I can’t tell you that it was a single event that changed me; it was a combination of staying in a psychiatric hospital for six weeks, doing ECT for three years, changing my medication, being on my medication, going to therapy, basically walking the line and getting the job done. I am in recovery (for major depression) and will be for the rest of my life.
But all that work has led me here, to the best year of my life. It’s not because I was featured in a local magazine or selected to be CC Under 40 (it was a big part, trust me), but because I woke up most days before the 5am alarm excited to start my day with my on fire inside, ready to do what I love, which is write this column and work as a communications manager at the Greater Corpus Christi National Alliance on Mental Illness and be a mother and wife. It’s because I wanted to find joy every day and help others find it too. How I smiled more this year than probably a few years combined. And he let out a laugh. I love my laugh loud and hearty. My skin adapts better than ever. This is what happiness feels like.
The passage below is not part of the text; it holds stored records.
//! Line-oriented OBJ parser.

use std::io::BufRead;

use super::{MeshLoader, ObjData, ObjStrategy, format_error, parse_f32, parse_index};
use crate::error::{AssetError, AssetResult};

/// Reads the file one line at a time and splits each line on whitespace.
///
/// Blank lines, CRLF endings and trailing `#` comments are accepted. Lines
/// other than `v`, `vt`, `vn` and `f` are skipped undecoded. A face
/// corner only has to split into three `/`-separated integers.
#[derive(Clone, Copy, Debug, Default)]
pub struct LineLoader;

impl MeshLoader for LineLoader {
    fn strategy(&self) -> ObjStrategy {
        ObjStrategy::Lines
    }

    fn parse(&self, reader: &mut dyn BufRead) -> AssetResult<ObjData> {
        let mut data = ObjData::default();
        let mut buf = Vec::with_capacity(128);
        let mut line_no = 0;

        loop {
            buf.clear();
            let read = reader
                .read_until(b'\n', &mut buf)
                .map_err(|source| AssetError::Read {
                    line: line_no + 1,
                    source,
                })?;
            if read == 0 {
                break;
            }
            line_no += 1;

            // Only tagged lines are decoded, so names and comments may hold any bytes.
            let trimmed = buf.trim_ascii_start();
            if trimmed.starts_with(b"#") {
                data.ignored_lines += 1;
                continue;
            }
            let content = trimmed
                .iter()
                .position(|&b| b == b'#')
                .map_or(trimmed, |i| &trimmed[..i]);
            let tag_len = content
                .iter()
                .position(|b| b.is_ascii_whitespace())
                .unwrap_or(content.len());

            match &content[..tag_len] {
                b"" => {}
                b"v" | b"vt" | b"vn" | b"f" => {
                    let text = std::str::from_utf8(content)
                        .map_err(|_| format_error(line_no, "line is not valid UTF-8"))?;
                    parse_tagged(&mut data, text, line_no)?;
                }
                _ => data.ignored_lines += 1,
            }
        }

        Ok(data)
    }
}

fn parse_tagged(data: &mut ObjData, content: &str, line_no: usize) -> AssetResult<()> {
    let mut parts = content.split_whitespace();
    match parts.next() {
        Some("v") => {
            let x = parse_f32(parts.next(), line_no, "x coordinate")?;
            let y = parse_f32(parts.next(), line_no, "y coordinate")?;
            let z = parse_f32(parts.next(), line_no, "z coordinate")?;
            data.positions.push([x, y, z]);
        }
        Some("vt") => {
            let u = parse_f32(parts.next(), line_no, "u coordinate")?;
            let v = parse_f32(parts.next(), line_no, "v coordinate")?;
            data.texcoords.push([u, -v]);
        }
        Some("vn") => {
            let nx = parse_f32(parts.next(), line_no, "nx coordinate")?;
            let ny = parse_f32(parts.next(), line_no, "ny coordinate")?;
            let nz = parse_f32(parts.next(), line_no, "nz coordinate")?;
            data.normals.push([nx, ny, nz]);
        }
        Some("f") => {
            let mut corners = [[0; 3]; 3];
            let mut found = 0;
            for token in parts {
                if let Some(slot) = corners.get_mut(found) {
                    *slot = parse_corner(token, line_no)?;
                }
                found += 1;
            }
            if found != 3 {
                return Err(format_error(
                    line_no,
                    format!("face has {found} corners, only triangles are supported"),
                ));
            }
            data.push_face(corners);
        }
        _ => data.ignored_lines += 1,
    }
    Ok(())
}

fn parse_corner(token: &str, line: usize) -> AssetResult<[u32; 3]> {
    let mut fields = token.split('/');
    let mut corner = [0; 3];
    for slot in &mut corner {
        let field = fields.next().ok_or_else(|| {
            format_error(line, format!("face corner '{token}' is not p/t/n"))
        })?;
        *slot = parse_index(field, line)?;
    }
    if fields.next().is_some() {
        return Err(format_error(
            line,
            format!("face corner '{token}' has more than three indices"),
        ));
    }
    Ok(corner)
}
My progress is not because I didn’t make a New Year’s resolution last year. It’s because I made a commitment to myself and worked hard to keep it every day, not just the first two weeks of the first of the year. When I dropped the ball, I picked it up and started again.
This is not a rant against New Year’s resolutions. This is me telling you that you are more than broken promises or shallow dreams. You are worthy and deserving of happiness. The first step is to admit it.

For more than 20 years, Heather Loeb has experienced major depression, anxiety, and a personality disorder, while battling mental health stigma. She is the creator of Unruly Neurons (www.unrulyneurons.com), a blog dedicated to normalizing depression and a member of State Representative Todd Hunter’s Suicide Prevention Task Force.
MENTAL ISSUES
Now more than ever we need to take care of our mental health. Guest columnist Heather Loeb explains why and explores other important mental health topics in this special series.